Kalau diingat-ingat, cuma saya yang niat membaguskan tulisan. Hasilnya, nilai saya yang paling besar untuk tulisan. Bahkan sampai sekarangpun, saya masih dicap sebagai murid dengan tulisan bagus—entah benar atau nggak.
Perubahan terjadi saat saya masuk SMP. Teman-teman menggunakan huruf balok semua, sementara saya sendiri yang masih menggunakan tegak bersambung dalam catatan dan latihan. Éféknya, saya jadi murid dengan tulisan bagus, tapi menulisnya lama. Paling lama, sampai-sampai kalau soal didikté—yang menurut saya harus dihapus, métodenya—gurunya sampai menunggu saya tiap soal selesai.
Akhirnya, saya berékspérimén. Pada kelas 8, saya mulai menulis cepat, tapi tetap memperhatikan éstétika. Jadinya, tulisan saya jadi gabungan antara tulisan balok dengan tegak bersambung.
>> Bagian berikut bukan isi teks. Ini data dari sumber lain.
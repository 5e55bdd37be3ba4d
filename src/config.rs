//! # Configuration Management
//!
//! Loads application configuration from multiple sources:
//! - TOML configuration files (config.toml)
//! - Environment variables (with APP_ prefix)
//! - Default values (built into the code)
//!
//! ## Configuration Priority (highest to lowest):
//! 1. Environment variables (APP_SERVER_HOST, APP_SERVER_PORT, ...)
//! 2. Configuration file (config.toml)
//! 3. Default values (defined in the Default impl)
//!
//! A few deployment-platform variables (HOST, PORT, WEATHERAPI_KEY) are
//! honored without the APP_ prefix.

use anyhow::Result;
use serde::{Deserialize, Serialize};
use std::collections::HashMap;
use std::env;
use std::time::Duration;

use crate::auth::UserContext;

/// Main application configuration that contains all settings.
#[derive(Debug, Clone, Serialize, Deserialize)]
pub struct AppConfig {
    pub server: ServerConfig,
    pub auth: AuthConfig,
    pub sessions: SessionsConfig,
    pub wakeword: WakeWordConfig,
    pub tools: ToolsConfig,
    pub weather: WeatherConfig,
}

/// Server-specific configuration settings.
///
/// - `host = "127.0.0.1"`: only accept connections from localhost (development)
/// - `host = "0.0.0.0"`: accept connections from any address (production)
#[derive(Debug, Clone, Serialize, Deserialize)]
pub struct ServerConfig {
    pub host: String,
    pub port: u16,
}

/// Connection admission settings.
///
/// When `introspection_url` is set, tokens presented on the WebSocket
/// upgrade are resolved through that external identity service. Otherwise
/// the static token table is used (development and tests).
#[derive(Debug, Clone, Default, Serialize, Deserialize)]
pub struct AuthConfig {
    pub introspection_url: Option<String>,
    #[serde(default)]
    pub static_tokens: HashMap<String, UserContext>,
}

/// Bounded-wait settings for the remote-call layers.
///
/// These are the only two sources of bounded waiting in the system:
/// correlation-bus commands and tool-proxy calls. Exceeding either bound
/// resolves the waiter with a structured error, never leaves it dangling.
#[derive(Debug, Clone, Serialize, Deserialize)]
pub struct SessionsConfig {
    pub command_timeout_secs: u64,
    pub tool_proxy_timeout_secs: u64,
}

impl SessionsConfig {
    pub fn command_timeout(&self) -> Duration {
        Duration::from_secs(self.command_timeout_secs)
    }

    pub fn tool_proxy_timeout(&self) -> Duration {
        Duration::from_secs(self.tool_proxy_timeout_secs)
    }
}

/// Wake word pipeline configuration.
///
/// Clients send 24kHz 16-bit mono PCM; detection models consume 16kHz
/// frames of `frame_size` samples. Both intermediate buffers are hard-capped
/// so memory stays bounded regardless of input burst size.
#[derive(Debug, Clone, Serialize, Deserialize)]
pub struct WakeWordConfig {
    pub source_sample_rate: u32,
    pub target_sample_rate: u32,
    pub frame_size: usize,
    pub detection_threshold: f32,
    pub max_buffer_seconds: u32,
    pub max_pending_frames: usize,
    pub queue_capacity: usize,
    pub poll_interval_ms: u64,
    pub models: Vec<String>,
}

impl WakeWordConfig {
    /// Hard cap on the pre-resampling buffer, in samples.
    pub fn max_source_samples(&self) -> usize {
        self.source_sample_rate as usize * self.max_buffer_seconds as usize
    }

    /// Hard cap on the post-resampling buffer, in samples.
    pub fn max_target_samples(&self) -> usize {
        self.frame_size * self.max_pending_frames
    }

    /// Source-rate samples retained across resampling calls (~100ms) to
    /// avoid discontinuities at chunk boundaries.
    pub fn tail_samples(&self) -> usize {
        self.source_sample_rate as usize / 10
    }

    pub fn poll_interval(&self) -> Duration {
        Duration::from_millis(self.poll_interval_ms)
    }
}

/// Tool-proxy settings: which tool namespaces an HTTP caller may address.
#[derive(Debug, Clone, Serialize, Deserialize)]
pub struct ToolsConfig {
    pub allowed_namespaces: Vec<String>,
}

/// Third-party weather passthrough settings.
#[derive(Debug, Clone, Default, Serialize, Deserialize)]
pub struct WeatherConfig {
    pub api_key: Option<String>,
}

impl Default for AppConfig {
    fn default() -> Self {
        Self {
            server: ServerConfig {
                host: "127.0.0.1".to_string(),
                port: 8080,
            },
            auth: AuthConfig::default(),
            sessions: SessionsConfig {
                command_timeout_secs: 15,
                tool_proxy_timeout_secs: 30,
            },
            wakeword: WakeWordConfig {
                source_sample_rate: 24000, // clients stream 24kHz PCM
                target_sample_rate: 16000, // detection models expect 16kHz
                frame_size: 1280,
                detection_threshold: 0.2,
                max_buffer_seconds: 5,
                max_pending_frames: 10,
                queue_capacity: 64,
                poll_interval_ms: 100,
                models: vec!["default".to_string()],
            },
            tools: ToolsConfig {
                allowed_namespaces: vec!["filesystem".to_string(), "google".to_string()],
            },
            weather: WeatherConfig::default(),
        }
    }
}

impl AppConfig {
    /// Load configuration from defaults, then config.toml, then environment.
    ///
    /// Deployment platforms commonly inject HOST / PORT / WEATHERAPI_KEY
    /// without the APP_ prefix, so those are applied as explicit overrides.
    pub fn load() -> Result<Self> {
        let mut settings = config::Config::builder()
            .add_source(config::Config::try_from(&AppConfig::default())?)
            .add_source(config::File::with_name("config").required(false))
            .add_source(config::Environment::with_prefix("APP").separator("_"));

        if let Ok(host) = env::var("HOST") {
            settings = settings.set_override("server.host", host)?;
        }

        if let Ok(port) = env::var("PORT") {
            settings = settings.set_override("server.port", port)?;
        }

        if let Ok(key) = env::var("WEATHERAPI_KEY") {
            settings = settings.set_override("weather.api_key", key)?;
        }

        let config = settings.build()?.try_deserialize()?;
        Ok(config)
    }

    /// Validate that the configuration values make sense before the server
    /// starts serving traffic.
    pub fn validate(&self) -> Result<()> {
        if self.server.port == 0 {
            return Err(anyhow::anyhow!("Server port cannot be 0"));
        }

        if self.sessions.command_timeout_secs == 0 || self.sessions.tool_proxy_timeout_secs == 0 {
            return Err(anyhow::anyhow!("Session timeouts must be greater than 0"));
        }

        if self.wakeword.source_sample_rate == 0 || self.wakeword.target_sample_rate == 0 {
            return Err(anyhow::anyhow!("Wake word sample rates must be greater than 0"));
        }

        if self.wakeword.frame_size == 0 {
            return Err(anyhow::anyhow!("Wake word frame size must be greater than 0"));
        }

        if !(0.0..=1.0).contains(&self.wakeword.detection_threshold)
            || self.wakeword.detection_threshold == 0.0
        {
            return Err(anyhow::anyhow!(
                "Wake word detection threshold must be in (0.0, 1.0]"
            ));
        }

        if self.wakeword.queue_capacity == 0 || self.wakeword.max_pending_frames == 0 {
            return Err(anyhow::anyhow!(
                "Wake word queue capacity and pending frame cap must be greater than 0"
            ));
        }

        if self.tools.allowed_namespaces.is_empty() {
            return Err(anyhow::anyhow!(
                "At least one tool namespace must be allowed"
            ));
        }

        Ok(())
    }
}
Ini sampel tulisan saya waktu kelas 9. Saya aja sampai bingung. Kok, bisa, ya, serapi ini tulisannya:
Nah, sejak awal SMA, kita dituntut untuk lebih cepat berpikir—tulisan saya masih memakan waktu. Akhirnya, saya kesampingkan éstétika dan fokus ke kemudahan menulis. Banyak huruf yang saya simplifikasi dan banyak singkatan yang saya buat agar bisa mengejar waktu.
Hasilnya, tulisan saya lebih acak-acakan dari waktu saya SMP, tapi tetap bisa terbaca… oléh saya.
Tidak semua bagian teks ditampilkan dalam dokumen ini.